• **WORK TO BE COMPLETED**:
Everything in the listing below should be repeated exactly.
= = = =
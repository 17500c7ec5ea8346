//! The [`Packet`] buffer: an immutable-sized, reference-counted byte buffer
//! passed between the application and the protocol engine.

use std::rc::Rc;

bitflags::bitflags! {
    /// Delivery semantics requested for a [`Packet`].
    ///
    /// `RELIABLE` and `UNSEQUENCED` are mutually exclusive in practice (a
    /// packet is reliable-ordered, unreliable-ordered, or unsequenced); the
    /// type does not enforce this itself, matching the C library's loose
    /// flag set, but [`Peer::send`](crate::Peer::send) rejects the
    /// combination.
    pub struct PacketFlags: u8 {
        /// Deliver in order, retransmitting until acknowledged.
        const RELIABLE = 0b001;
        /// Bypass both reliable and unreliable ordering; delivered at most
        /// once, with duplicates suppressed by the receiver's replay window.
        const UNSEQUENCED = 0b010;
        /// Hint that the receiver should not copy the packet's data out of
        /// the datagram buffer it arrived in. The Rust port always owns its
        /// buffer, so this flag is accepted for wire/API compatibility but
        /// has no effect.
        const NO_ALLOCATE = 0b100;
    }
}

#[derive(Debug)]
struct PacketData {
    bytes: Box<[u8]>,
    flags: PacketFlags,
}

/// An immutable-sized, reference-counted message buffer.
///
/// Cloning a `Packet` is cheap (an `Rc` bump): every outgoing command
/// referencing the packet, plus the in-progress incoming command during
/// reassembly, holds one clone. The backing buffer is freed once the last
/// clone is dropped.
#[derive(Debug, Clone)]
pub struct Packet(Rc<PacketData>);

impl Packet {
    /// Creates a reliable packet from the given bytes.
    pub fn reliable(data: impl Into<Box<[u8]>>) -> Self {
        Self::with_flags(data, PacketFlags::RELIABLE)
    }

    /// Creates a best-effort, ordered packet from the given bytes.
    pub fn unreliable(data: impl Into<Box<[u8]>>) -> Self {
        Self::with_flags(data, PacketFlags::empty())
    }

    /// Creates a best-effort, unordered packet from the given bytes.
    pub fn unsequenced(data: impl Into<Box<[u8]>>) -> Self {
        Self::with_flags(data, PacketFlags::UNSEQUENCED)
    }

    /// Creates a packet with an explicit flag set.
    pub fn with_flags(data: impl Into<Box<[u8]>>, flags: PacketFlags) -> Self {
        Self(Rc::new(PacketData {
            bytes: data.into(),
            flags,
        }))
    }

    /// Allocates a zeroed packet of `len` bytes, for in-place reassembly.
    pub(crate) fn zeroed(len: usize, flags: PacketFlags) -> Self {
        Self(Rc::new(PacketData {
            bytes: vec![0u8; len].into_boxed_slice(),
            flags,
        }))
    }

    /// The packet's payload.
    pub fn data(&self) -> &[u8] {
        &self.0.bytes
    }

    /// The packet's length in bytes.
    pub fn len(&self) -> usize {
        self.0.bytes.len()
    }

    /// Whether the packet carries no payload.
    pub fn is_empty(&self) -> bool {
        self.0.bytes.is_empty()
    }

    /// The packet's delivery flags.
    pub fn flags(&self) -> PacketFlags {
        self.0.flags
    }

    /// Whether this packet was created/received as reliable.
    pub fn is_reliable(&self) -> bool {
        self.0.flags.contains(PacketFlags::RELIABLE)
    }

    /// Whether this packet was created/received as unsequenced.
    pub fn is_unsequenced(&self) -> bool {
        self.0.flags.contains(PacketFlags::UNSEQUENCED)
    }

    /// The number of live references to this packet's buffer, i.e. how many
    /// outgoing commands plus (during reassembly) the owning incoming
    /// command currently hold a clone. Exposed mainly for tests.
    pub fn reference_count(&self) -> usize {
        Rc::strong_count(&self.0)
    }

    /// Writes `fragment` into this packet's buffer at `offset`, for
    /// reassembly. Callers (`channel::FragmentAssembly::receive_fragment`)
    /// clamp `offset`/`fragment.len()` to the buffer's length first, so this
    /// never runs past the end of the allocation.
    pub(crate) fn write_fragment(&mut self, offset: usize, fragment: &[u8]) {
        let inner = Rc::get_mut(&mut self.0).expect("fragment buffer shared before reassembly completes");
        inner.bytes[offset..offset + fragment.len()].copy_from_slice(fragment);
    }

    /// Resizes the packet's buffer, truncating in place or reallocating and
    /// copying when growing, per `enet_packet_resize`'s contract. Returns
    /// `Err` if the packet's buffer is still shared (e.g. it has already
    /// been queued for send) — resize is only legal while the caller holds
    /// the sole reference.
    pub fn resize(&mut self, len: usize) -> Result<(), Packet> {
        match Rc::get_mut(&mut self.0) {
            Some(inner) => {
                if len <= inner.bytes.len() {
                    inner.bytes = inner.bytes[..len].to_vec().into_boxed_slice();
                } else {
                    let mut grown = vec![0u8; len].into_boxed_slice();
                    grown[..inner.bytes.len()].copy_from_slice(&inner.bytes);
                    inner.bytes = grown;
                }
                Ok(())
            }
            None => Err(self.clone()),
        }
    }
}

impl PartialEq for Packet {
    fn eq(&self, other: &Self) -> bool {
        self.0.bytes == other.0.bytes && self.0.flags == other.0.flags
    }
}

#[cfg(test)]
mod tests {
    use super::*;

    #[test]
    fn reference_count_tracks_clones() {
        let p = Packet::reliable(b"hello".to_vec());
        assert_eq!(p.reference_count(), 1);
        let q = p.clone();
        assert_eq!(p.reference_count(), 2);
        drop(q);
        assert_eq!(p.reference_count(), 1);
    }

    #[test]
    fn resize_truncates_in_place() {
        let mut p = Packet::reliable(b"hello world".to_vec());
        p.resize(5).unwrap();
        assert_eq!(p.data(), b"hello");
    }

    #[test]
    fn resize_grows_and_zero_fills() {
        let mut p = Packet::reliable(b"hi".to_vec());
        p.resize(4).unwrap();
        assert_eq!(p.data(), &[b'h', b'i', 0, 0]);
    }

    #[test]
    fn resize_rejects_shared_buffer() {
        let mut p = Packet::reliable(b"hi".to_vec());
        let _q = p.clone();
        assert!(p.resize(4).is_err());
    }

    #[test]
    fn zeroed_then_write_fragment_assembles() {
        let mut p = Packet::zeroed(10, PacketFlags::RELIABLE);
        p.write_fragment(0, b"abcde");
        p.write_fragment(5, b"fghij");
        assert_eq!(p.data(), b"abcdefghij");
    }
}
= = = =
• **EXERCISE RESPONSE**:
repository 17500c7ec5ea8346
//! The [`Packet`] buffer: an immutable-sized, reference-counted byte buffer
//! passed between the application and the protocol engine.

use std::rc::Rc;

bitflags::bitflags! {
    /// Delivery semantics requested for a [`Packet`].
    ///
    /// `RELIABLE` and `UNSEQUENCED` are mutually exclusive in practice (a
    /// packet is reliable-ordered, unreliable-ordered, or unsequenced); the
    /// type does not enforce this itself, matching the C library's loose
    /// flag set, but [`Peer::send`](crate::Peer::send) rejects the
    /// combination.
    pub struct PacketFlags: u8 {
        /// Deliver in order, retransmitting until acknowledged.
        const RELIABLE = 0b001;
        /// Bypass both reliable and unreliable ordering; delivered at most
        /// once, with duplicates suppressed by the receiver's replay window.
        const UNSEQUENCED = 0b010;
        /// Hint that the receiver should not copy the packet's data out of
        /// the datagram buffer it arrived in. The Rust port always owns its
        /// buffer, so this flag is accepted for wire/API compatibility but
        /// has no effect.
        const NO_ALLOCATE = 0b100;
    }
}

#[derive(Debug)]
struct PacketData {
    bytes: Box<[u8]>,
    flags: PacketFlags,
}

/// An immutable-sized, reference-counted message buffer.
///
/// Cloning a `Packet` is cheap (an `Rc` bump): every outgoing command
/// referencing the packet, plus the in-progress incoming command during
/// reassembly, holds one clone. The backing buffer is freed once the last
/// clone is dropped.
#[derive(Debug, Clone)]
pub struct Packet(Rc<PacketData>);

impl Packet {
    /// Creates a reliable packet from the given bytes.
    pub fn reliable(data: impl Into<Box<[u8]>>) -> Self {
        Self::with_flags(data, PacketFlags::RELIABLE)
    }

    /// Creates a best-effort, ordered packet from the given bytes.
    pub fn unreliable(data: impl Into<Box<[u8]>>) -> Self {
        Self::with_flags(data, PacketFlags::empty())
    }

    /// Creates a best-effort, unordered packet from the given bytes.
    pub fn unsequenced(data: impl Into<Box<[u8]>>) -> Self {
        Self::with_flags(data, PacketFlags::UNSEQUENCED)
    }

    /// Creates a packet with an explicit flag set.
    pub fn with_flags(data: impl Into<Box<[u8]>>, flags: PacketFlags) -> Self {
        Self(Rc::new(PacketData {
            bytes: data.into(),
            flags,
        }))
    }

    /// Allocates a zeroed packet of `len` bytes, for in-place reassembly.
    pub(crate) fn zeroed(len: usize, flags: PacketFlags) -> Self {
        Self(Rc::new(PacketData {
            bytes: vec![0u8; len].into_boxed_slice(),
            flags,
        }))
    }

    /// The packet's payload.
    pub fn data(&self) -> &[u8] {
        &self.0.bytes
    }

    /// The packet's length in bytes.
    pub fn len(&self) -> usize {
        self.0.bytes.len()
    }

    /// Whether the packet carries no payload.
    pub fn is_empty(&self) -> bool {
        self.0.bytes.is_empty()
    }

    /// The packet's delivery flags.
    pub fn flags(&self) -> PacketFlags {
        self.0.flags
    }

    /// Whether this packet was created/received as reliable.
    pub fn is_reliable(&self) -> bool {
        self.0.flags.contains(PacketFlags::RELIABLE)
    }

    /// Whether this packet was created/received as unsequenced.
    pub fn is_unsequenced(&self) -> bool {
        self.0.flags.contains(PacketFlags::UNSEQUENCED)
    }

    /// The number of live references to this packet's buffer, i.e. how many
    /// outgoing commands plus (during reassembly) the owning incoming
    /// command currently hold a clone. Exposed mainly for tests.
    pub fn reference_count(&self) -> usize {
        Rc::strong_count(&self.0)
    }

    /// Writes `fragment` into this packet's buffer at `offset`, for
    /// reassembly. Callers (`channel::FragmentAssembly::receive_fragment`)
    /// clamp `offset`/`fragment.len()` to the buffer's length first, so this
    /// never runs past the end of the allocation.
    pub(crate) fn write_fragment(&mut self, offset: usize, fragment: &[u8]) {
        let inner = Rc::get_mut(&mut self.0).expect("fragment buffer shared before reassembly completes");
        inner.bytes[offset..offset + fragment.len()].copy_from_slice(fragment);
    }

    /// Resizes the packet's buffer, truncating in place or reallocating and
    /// copying when growing, per `enet_packet_resize`'s contract. Returns
    /// `Err` if the packet's buffer is still shared (e.g. it has already
    /// been queued for send) — resize is only legal while the caller holds
    /// the sole reference.
    pub fn resize(&mut self, len: usize) -> Result<(), Packet> {
        match Rc::get_mut(&mut self.0) {
            Some(inner) => {
                if len <= inner.bytes.len() {
                    inner.bytes = inner.bytes[..len].to_vec().into_boxed_slice();
                } else {
                    let mut grown = vec![0u8; len].into_boxed_slice();
                    grown[..inner.bytes.len()].copy_from_slice(&inner.bytes);
                    inner.bytes = grown;
                }
                Ok(())
            }
            None => Err(self.clone()),
        }
    }
}

impl PartialEq for Packet {
    fn eq(&self, other: &Self) -> bool {
        self.0.bytes == other.0.bytes && self.0.flags == other.0.flags
    }
}

#[cfg(test)]
mod tests {
    use super::*;

    #[test]
    fn reference_count_tracks_clones() {
        let p = Packet::reliable(b"hello".to_vec());
        assert_eq!(p.reference_count(), 1);
        let q = p.clone();
        assert_eq!(p.reference_count(), 2);
        drop(q);
        assert_eq!(p.reference_count(), 1);
    }

    #[test]
    fn resize_truncates_in_place() {
        let mut p = Packet::reliable(b"hello world".to_vec());
        p.resize(5).unwrap();
        assert_eq!(p.data(), b"hello");
    }

    #[test]
    fn resize_grows_and_zero_fills() {
        let mut p = Packet::reliable(b"hi".to_vec());
        p.resize(4).unwrap();
        assert_eq!(p.data(), &[b'h', b'i', 0, 0]);
    }

    #[test]
    fn resize_rejects_shared_buffer() {
        let mut p = Packet::reliable(b"hi".to_vec());
        let _q = p.clone();
        assert!(p.resize(4).is_err());
    }

    #[test]
    fn zeroed_then_write_fragment_assembles() {
        let mut p = Packet::zeroed(10, PacketFlags::RELIABLE);
        p.write_fragment(0, b"abcde");
        p.write_fragment(5, b"fghij");
        assert_eq!(p.data(), b"abcdefghij");
    }
}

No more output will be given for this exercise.